Rally outside the Knesset in support of the so-called settlements bill .
(photo credit: MARC ISRAEL SELLEM)
The special joint panel of representatives from the Knesset Law, Constitution and Justice and Foreign Affairs and Defense committees passed on Monday the controversial so-called settlements bill, which retroactively legalizes close to 4,000 settler homes on private Palestinian property in Area C of the West Bank.
Although the final vote on the bill was planned to take place on Monday afternoon, coalition chairman David Bitan (Likud) announced that the vote will be postponed to Tuesday.
Bitan explained that Knesset schedule is already busy on Monday, so voting on Tuesday will make the discussion easier.
Meanwhile, hundreds of pro-settler demonstrators rallied outside the Knesset in favor of the legislation.
MK Merav Michaeli (Zionist Union) said that she had been reached by the coalition to support the postponement and was even offered a week-long delay of the vote.

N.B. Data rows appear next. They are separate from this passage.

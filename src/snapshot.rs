//! Flatten the visible spread into one image, for the `view` command and
//! for eyeballing layout in tests

use std::path::Path;

use image::{ImageBuffer, Rgb, RgbImage, imageops};
use log::debug;

use crate::paged::{PageBitmap, Surface};

const BACKGROUND: Rgb<u8> = Rgb([255, 255, 255]);

fn to_image(bitmap: &PageBitmap) -> Option<RgbImage> {
    ImageBuffer::from_raw(bitmap.width_px, bitmap.height_px, bitmap.pixels.clone())
}

/// Compose `surfaces` left to right with a `gap` pixel gutter.
///
/// Slots without a bitmap (blanks, failed or unfinished pages) are left
/// white and take the size of the widest rendered slot. Returns `None`
/// when nothing has been rendered yet.
#[must_use]
pub fn compose(surfaces: &[Surface], gap: u32) -> Option<RgbImage> {
    let images: Vec<Option<RgbImage>> = surfaces
        .iter()
        .map(|surface| surface.bitmap.as_deref().and_then(to_image))
        .collect();

    let slot_width = images.iter().flatten().map(RgbImage::width).max()?;
    let height = images.iter().flatten().map(RgbImage::height).max()?;

    let slots = images.len() as u32;
    let width = slot_width * slots + gap * slots.saturating_sub(1);
    let mut canvas = RgbImage::from_pixel(width, height, BACKGROUND);

    let mut x = 0i64;
    for image in &images {
        if let Some(image) = image {
            imageops::replace(&mut canvas, image, x, 0);
        }
        x += i64::from(slot_width + gap);
    }
    Some(canvas)
}

pub fn save_png(image: &RgbImage, path: &Path) -> Result<(), image::ImageError> {
    debug!(
        "Writing {}x{} snapshot to {path:?}",
        image.width(),
        image.height()
    );
    image.save_with_format(path, image::ImageFormat::Png)
}
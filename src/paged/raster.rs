//! Single raster image treated as a one-page document

use std::path::{Path, PathBuf};

use image::imageops::{self, FilterType};
use log::debug;

use super::backend::{BackendError, PageBackend, PageDocument, ensure_live};
use super::request::CancelToken;
use super::types::{PageBitmap, PageSize};

#[derive(Debug, Default)]
pub struct RasterBackend;

impl PageBackend for RasterBackend {
    fn name(&self) -> &'static str {
        "raster"
    }

    fn open(&self, path: &Path) -> Result<Box<dyn PageDocument>, BackendError> {
        // Header-only probe; pixels are decoded lazily per render
        let dims = imagesize::size(path).map_err(|e| BackendError::open(path, e))?;
        let size = PageSize::new(dims.width as f32, dims.height as f32);
        debug!(
            "Opened raster page {path:?}: {}x{}",
            dims.width, dims.height
        );
        Ok(Box::new(RasterDocument {
            path: path.to_path_buf(),
            size,
        }))
    }
}

struct RasterDocument {
    path: PathBuf,
    size: PageSize,
}

impl PageDocument for RasterDocument {
    fn page_count(&self) -> usize {
        1
    }

    fn page_size(&self, page: usize) -> Result<PageSize, BackendError> {
        self.check_page(page)?;
        Ok(self.size)
    }

    fn render(
        &self,
        page: usize,
        scale: f32,
        cancel: &CancelToken,
    ) -> Result<PageBitmap, BackendError> {
        self.check_page(page)?;
        ensure_live(cancel)?;

        let decoded = image::open(&self.path)?.to_rgb8();
        ensure_live(cancel)?;

        let (width_px, height_px) = self.size.scaled_px(scale);
        let resized = if decoded.dimensions() == (width_px, height_px) {
            decoded
        } else {
            imageops::resize(&decoded, width_px, height_px, FilterType::Triangle)
        };
        ensure_live(cancel)?;

        Ok(PageBitmap {
            pixels: resized.into_raw(),
            width_px,
            height_px,
            page_num: page,
            scale,
        })
    }
}
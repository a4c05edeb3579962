//! External optical music recognition: turns a page-image document into
//! MusicXML by running a configured command.
//!
//! The command runs in a scratch directory that is removed on every exit
//! path (the `TempDir` guard is dropped on success, failure and panic
//! unwinding alike).

use std::io::Read;
use std::path::{Path, PathBuf};
use std::process::{Child, Command, Stdio};
use std::time::{Duration, Instant};

use log::{debug, info, warn};
use tempfile::TempDir;
use walkdir::WalkDir;

use crate::score::{self, ContainerError};
use crate::settings::RecognizerSettings;

const POLL_INTERVAL: Duration = Duration::from_millis(25);

/// Recognized extensions, most preferred first
const OUTPUT_EXTENSIONS: [&str; 3] = ["musicxml", "xml", "mxl"];

#[derive(Debug, thiserror::Error)]
pub enum RecognitionError {
    #[error("no recognizer command configured")]
    NotConfigured,

    #[error("could not start recognizer `{command}`: {source}")]
    Spawn {
        command: String,
        source: std::io::Error,
    },

    #[error("recognizer timed out after {0:?}")]
    Timeout(Duration),

    #[error("recognizer exited with {}: {stderr}", describe_status(.status))]
    Failed { status: Option<i32>, stderr: String },

    #[error("recognizer produced no MusicXML output")]
    NoOutput,

    #[error("I/O: {0}")]
    Io(#[from] std::io::Error),

    #[error(transparent)]
    Container(#[from] ContainerError),
}

fn describe_status(status: &Option<i32>) -> String {
    match status {
        Some(code) => format!("status {code}"),
        None => "a signal".to_string(),
    }
}

/// Markup produced by a successful run
#[derive(Clone, Debug, PartialEq, Eq)]
pub struct Recognition {
    pub markup: String,
    /// Name of the output file the markup came from
    pub output_name: String,
}

pub struct Recognizer {
    settings: RecognizerSettings,
    scratch_root: Option<PathBuf>,
}

impl Recognizer {
    #[must_use]
    pub fn new(settings: RecognizerSettings) -> Self {
        Self {
            settings,
            scratch_root: None,
        }
    }

    /// Create scratch directories under `root` instead of the system temp dir
    #[must_use]
    pub fn with_scratch_root(mut self, root: impl Into<PathBuf>) -> Self {
        self.scratch_root = Some(root.into());
        self
    }

    pub fn recognize(&self, input: &Path) -> Result<Recognition, RecognitionError> {
        if self.settings.command.trim().is_empty() {
            return Err(RecognitionError::NotConfigured);
        }

        let input = std::fs::canonicalize(input)?;
        let scratch = self.scratch_dir()?;
        let output_dir = scratch.path().join("out");
        std::fs::create_dir_all(&output_dir)?;

        let args = expand_args(&self.settings.args, &input, &output_dir);
        info!("Running recognizer {} {:?}", self.settings.command, args);

        let child = Command::new(&self.settings.command)
            .args(&args)
            .current_dir(scratch.path())
            .stdin(Stdio::null())
            .stdout(Stdio::null())
            .stderr(Stdio::piped())
            .spawn()
            .map_err(|source| RecognitionError::Spawn {
                command: self.settings.command.clone(),
                source,
            })?;

        wait_bounded(child, self.settings.timeout())?;

        let found = find_output(scratch.path()).ok_or(RecognitionError::NoOutput)?;
        debug!("Recognizer output: {found:?}");
        let compressed = found
            .extension()
            .and_then(|ext| ext.to_str())
            .is_some_and(|ext| ext.eq_ignore_ascii_case("mxl"));
        let markup = score::read_score_file(&found, compressed)?;

        Ok(Recognition {
            markup,
            output_name: found
                .file_name()
                .map(|name| name.to_string_lossy().into_owned())
                .unwrap_or_default(),
        })
    }

    fn scratch_dir(&self) -> std::io::Result<TempDir> {
        let mut builder = tempfile::Builder::new();
        builder.prefix("leafview-omr-");
        match &self.scratch_root {
            Some(root) => builder.tempdir_in(root),
            None => builder.tempdir(),
        }
    }
}

fn expand_args(args: &[String], input: &Path, output: &Path) -> Vec<String> {
    let input = input.to_string_lossy();
    let output = output.to_string_lossy();
    args.iter()
        .map(|arg| {
            arg.replace("{input}", input.as_ref())
                .replace("{output}", output.as_ref())
        })
        .collect()
}

/// Wait for `child`, killing it once `timeout` has elapsed. Stderr is
/// drained on a side thread so a chatty child cannot block on a full pipe.
fn wait_bounded(mut child: Child, timeout: Duration) -> Result<(), RecognitionError> {
    let stderr_reader = child.stderr.take().map(|mut stderr| {
        std::thread::spawn(move || {
            let mut buf = String::new();
            let _ = stderr.read_to_string(&mut buf);
            buf
        })
    });

    let deadline = Instant::now() + timeout;
    let status = loop {
        if let Some(status) = child.try_wait()? {
            break status;
        }
        if Instant::now() >= deadline {
            warn!("Recognizer exceeded {timeout:?}, killing it");
            let _ = child.kill();
            let _ = child.wait();
            return Err(RecognitionError::Timeout(timeout));
        }
        std::thread::sleep(POLL_INTERVAL);
    };

    let stderr = stderr_reader
        .and_then(|handle| handle.join().ok())
        .unwrap_or_default();
    if status.success() {
        Ok(())
    } else {
        Err(RecognitionError::Failed {
            status: status.code(),
            stderr: stderr.trim().to_string(),
        })
    }
}

/// Best output file under `dir`: uncompressed forms beat `.mxl`, ties go
/// to the shallowest, then the lexicographically first path
pub fn find_output(dir: &Path) -> Option<PathBuf> {
    WalkDir::new(dir)
        .into_iter()
        .filter_map(Result::ok)
        .filter(|entry| entry.file_type().is_file())
        .filter_map(|entry| {
            let ext = entry.path().extension()?.to_str()?.to_ascii_lowercase();
            let rank = OUTPUT_EXTENSIONS.iter().position(|known| *known == ext)?;
            Some((rank, entry.depth(), entry.into_path()))
        })
        .min()
        .map(|(_, _, path)| path)
}

#[cfg(test)]
mod tests {
    use super::*;

    #[test]
    fn args_are_expanded() {
        let args = vec!["-o".to_string(), "{output}/x".to_string(), "{input}".to_string()];
        assert_eq!(
            expand_args(&args, Path::new("/in.pdf"), Path::new("/tmp/out")),
            vec!["-o", "/tmp/out/x", "/in.pdf"]
        );
    }

    #[test]
    fn uncompressed_output_is_preferred() {
        let dir = TempDir::new().unwrap();
        let nested = dir.path().join("a").join("b");
        std::fs::create_dir_all(&nested).unwrap();
        std::fs::write(dir.path().join("score.mxl"), b"zip").unwrap();
        std::fs::write(nested.join("score.musicxml"), b"<score-partwise/>").unwrap();
        std::fs::write(dir.path().join("log.txt"), b"noise").unwrap();

        assert_eq!(find_output(dir.path()), Some(nested.join("score.musicxml")));
    }

    #[test]
    fn compressed_output_is_used_when_alone() {
        let dir = TempDir::new().unwrap();
        std::fs::write(dir.path().join("score.MXL"), b"zip").unwrap();
        assert_eq!(find_output(dir.path()), Some(dir.path().join("score.MXL")));
    }

    #[test]
    fn nothing_found() {
        let dir = TempDir::new().unwrap();
        assert_eq!(find_output(dir.path()), None);
    }

    #[test]
    fn empty_command_is_not_configured() {
        let recognizer = Recognizer::new(RecognizerSettings {
            command: " ".to_string(),
            ..RecognizerSettings::default()
        });
        assert!(matches!(
            recognizer.recognize(Path::new("whatever.pdf")),
            Err(RecognitionError::NotConfigured)
        ));
    }
}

However, she clarified that the opposition is against such move. "If they want to kill the bill, they should do it themselves," Michaeli said, suggesting that even lawmakers from the coalition have doubts about the bill. "It should be clear that we are against this bill," she added.

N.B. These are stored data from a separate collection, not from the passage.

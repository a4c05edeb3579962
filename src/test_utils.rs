pub mod test_helpers {
    use std::collections::HashSet;
    use std::path::Path;
    use std::sync::atomic::{AtomicUsize, Ordering};
    use std::sync::{Arc, Condvar, Mutex};
    use std::time::{Duration, Instant};

    use crate::paged::{
        BackendError, CancelToken, PageBackend, PageBitmap, PageDocument, PageSize,
    };

    /// How long a gated render waits for its release before giving up
    const GATE_TIMEOUT: Duration = Duration::from_secs(10);

    /// Distinct, stable color for a page so tests can tell bitmaps apart
    pub fn page_color(page: usize) -> [u8; 3] {
        let page = page as u8;
        [page.wrapping_mul(20), 255 - page, page.wrapping_mul(7)]
    }

    /// In-memory document whose pages are solid colors.
    ///
    /// Every page has the same size. Renders are counted so tests can tell
    /// cache hits from real work.
    #[derive(Clone)]
    pub struct SolidBackend {
        page_count: usize,
        page_size: PageSize,
        renders: Arc<AtomicUsize>,
    }

    impl SolidBackend {
        pub fn new(page_count: usize, page_size: PageSize) -> Self {
            Self {
                page_count,
                page_size,
                renders: Arc::new(AtomicUsize::new(0)),
            }
        }

        /// Letter-ish page, 12 of them
        pub fn twelve_pages() -> Self {
            Self::new(12, PageSize::new(600.0, 800.0))
        }

        pub fn render_count(&self) -> usize {
            self.renders.load(Ordering::SeqCst)
        }
    }

    impl PageBackend for SolidBackend {
        fn name(&self) -> &'static str {
            "solid"
        }

        fn open(&self, _path: &Path) -> Result<Box<dyn PageDocument>, BackendError> {
            Ok(Box::new(SolidDocument {
                backend: self.clone(),
            }))
        }
    }

    struct SolidDocument {
        backend: SolidBackend,
    }

    impl PageDocument for SolidDocument {
        fn page_count(&self) -> usize {
            self.backend.page_count
        }

        fn page_size(&self, page: usize) -> Result<PageSize, BackendError> {
            self.check_page(page)?;
            Ok(self.backend.page_size)
        }

        fn render(
            &self,
            page: usize,
            scale: f32,
            cancel: &CancelToken,
        ) -> Result<PageBitmap, BackendError> {
            self.check_page(page)?;
            if cancel.is_cancelled() {
                return Err(BackendError::Cancelled);
            }
            self.backend.renders.fetch_add(1, Ordering::SeqCst);
            let size = self.backend.page_size.scaled_px(scale);
            Ok(PageBitmap::filled(page, scale, size, page_color(page)))
        }
    }

    #[derive(Default)]
    struct GateState {
        released: HashSet<usize>,
        started: Vec<usize>,
    }

    /// Test-controlled release valve shared by a [`GatedBackend`] and the
    /// test driving it
    #[derive(Clone, Default)]
    pub struct Gate {
        inner: Arc<(Mutex<GateState>, Condvar)>,
    }

    impl Gate {
        pub fn new() -> Self {
            Self::default()
        }

        /// Let every current and future render of `page` finish
        pub fn release(&self, page: usize) {
            let (lock, cvar) = &*self.inner;
            lock.lock().unwrap().released.insert(page);
            cvar.notify_all();
        }

        /// Block until `count` renders have started
        pub fn wait_started(&self, count: usize, timeout: Duration) -> Vec<usize> {
            let (lock, cvar) = &*self.inner;
            let deadline = Instant::now() + timeout;
            let mut state = lock.lock().unwrap();
            while state.started.len() < count {
                let remaining = deadline.saturating_duration_since(Instant::now());
                if remaining.is_zero() {
                    break;
                }
                state = cvar.wait_timeout(state, remaining).unwrap().0;
            }
            state.started.clone()
        }

        fn enter(&self, page: usize, cancel: &CancelToken, honor_cancel: bool) -> bool {
            let (lock, cvar) = &*self.inner;
            let deadline = Instant::now() + GATE_TIMEOUT;
            let mut state = lock.lock().unwrap();
            state.started.push(page);
            cvar.notify_all();
            while !state.released.contains(&page) {
                if honor_cancel && cancel.is_cancelled() {
                    return false;
                }
                let remaining = deadline.saturating_duration_since(Instant::now());
                if remaining.is_zero() {
                    return false;
                }
                // Short waits so a cancellation is noticed without a notify
                let step = remaining.min(Duration::from_millis(10));
                state = cvar.wait_timeout(state, step).unwrap().0;
            }
            true
        }
    }

    /// Like [`SolidBackend`], but each render blocks until the test releases
    /// its page through the [`Gate`].
    ///
    /// With `honor_cancel` off the render runs to completion even after its
    /// pass was superseded, which is how a slow rasterizer behaves.
    #[derive(Clone)]
    pub struct GatedBackend {
        solid: SolidBackend,
        gate: Gate,
        honor_cancel: bool,
    }

    impl GatedBackend {
        pub fn new(solid: SolidBackend, gate: Gate, honor_cancel: bool) -> Self {
            Self {
                solid,
                gate,
                honor_cancel,
            }
        }
    }

    impl PageBackend for GatedBackend {
        fn name(&self) -> &'static str {
            "gated"
        }

        fn open(&self, _path: &Path) -> Result<Box<dyn PageDocument>, BackendError> {
            Ok(Box::new(GatedDocument {
                inner: SolidDocument {
                    backend: self.solid.clone(),
                },
                gate: self.gate.clone(),
                honor_cancel: self.honor_cancel,
            }))
        }
    }

    struct GatedDocument {
        inner: SolidDocument,
        gate: Gate,
        honor_cancel: bool,
    }

    impl PageDocument for GatedDocument {
        fn page_count(&self) -> usize {
            self.inner.page_count()
        }

        fn page_size(&self, page: usize) -> Result<PageSize, BackendError> {
            self.inner.page_size(page)
        }

        fn render(
            &self,
            page: usize,
            scale: f32,
            cancel: &CancelToken,
        ) -> Result<PageBitmap, BackendError> {
            if !self.gate.enter(page, cancel, self.honor_cancel) {
                return Err(if cancel.is_cancelled() {
                    BackendError::Cancelled
                } else {
                    BackendError::Engine(format!("page {page} was never released"))
                });
            }
            // The inner document would bail on a cancelled token; a slow
            // rasterizer that ignores cancellation still delivers pixels
            let never = CancelToken::new();
            self.inner.render(page, scale, &never)
        }
    }

    /// Backend whose documents refuse to open
    pub struct BrokenBackend;

    impl PageBackend for BrokenBackend {
        fn name(&self) -> &'static str {
            "broken"
        }

        fn open(&self, path: &Path) -> Result<Box<dyn PageDocument>, BackendError> {
            Err(BackendError::open(path, "corrupt header"))
        }
    }

    /// Minimal partwise score with the given `<duration>` bodies, one note
    /// each
    pub fn partwise_score(durations: &[&str]) -> String {
        let notes: String = durations
            .iter()
            .map(|d| {
                format!(
                    "<note><pitch><step>C</step><octave>4</octave></pitch>\
                     <duration>{d}</duration></note>"
                )
            })
            .collect();
        format!(
            "<?xml version=\"1.0\" encoding=\"UTF-8\"?>\n\
             <score-partwise version=\"4.0\">\
             <work><work-title>Test</work-title></work>\
             <part-list><score-part id=\"P1\"><part-name>Piano</part-name></score-part></part-list>\
             <part id=\"P1\"><measure number=\"1\">{notes}</measure></part>\
             </score-partwise>"
        )
    }
}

The Knesset House Committee will meet later on Monday to determine the length of the discussion on this matter on Tuesday.
During the panel discussion, MK Michal Rozin (Meretz) made labeled the legislation "the theft [of land] bill" and "the bill to damage our foreign relations."
"Supporting the bill shows that you forgot your Jewish moral," she added. When she asked the participants "why won't you annex the whole territory already?" MK Bezalel Smotrich (Bayit Yehudi) replied "the act of annexing is of something that is not ours, this is our land."
MK Nachman Shai (Zionist Union) a member of the panel that opposes the bill, said on Twitter that the government is leading the country in the wrong direction. "This bill will be cancelled by the Supreme Court and the International Court in the Hague. The much we regulate [illegal settlements] the much we go down," he said. Tovah Lazaroff contributed to this report.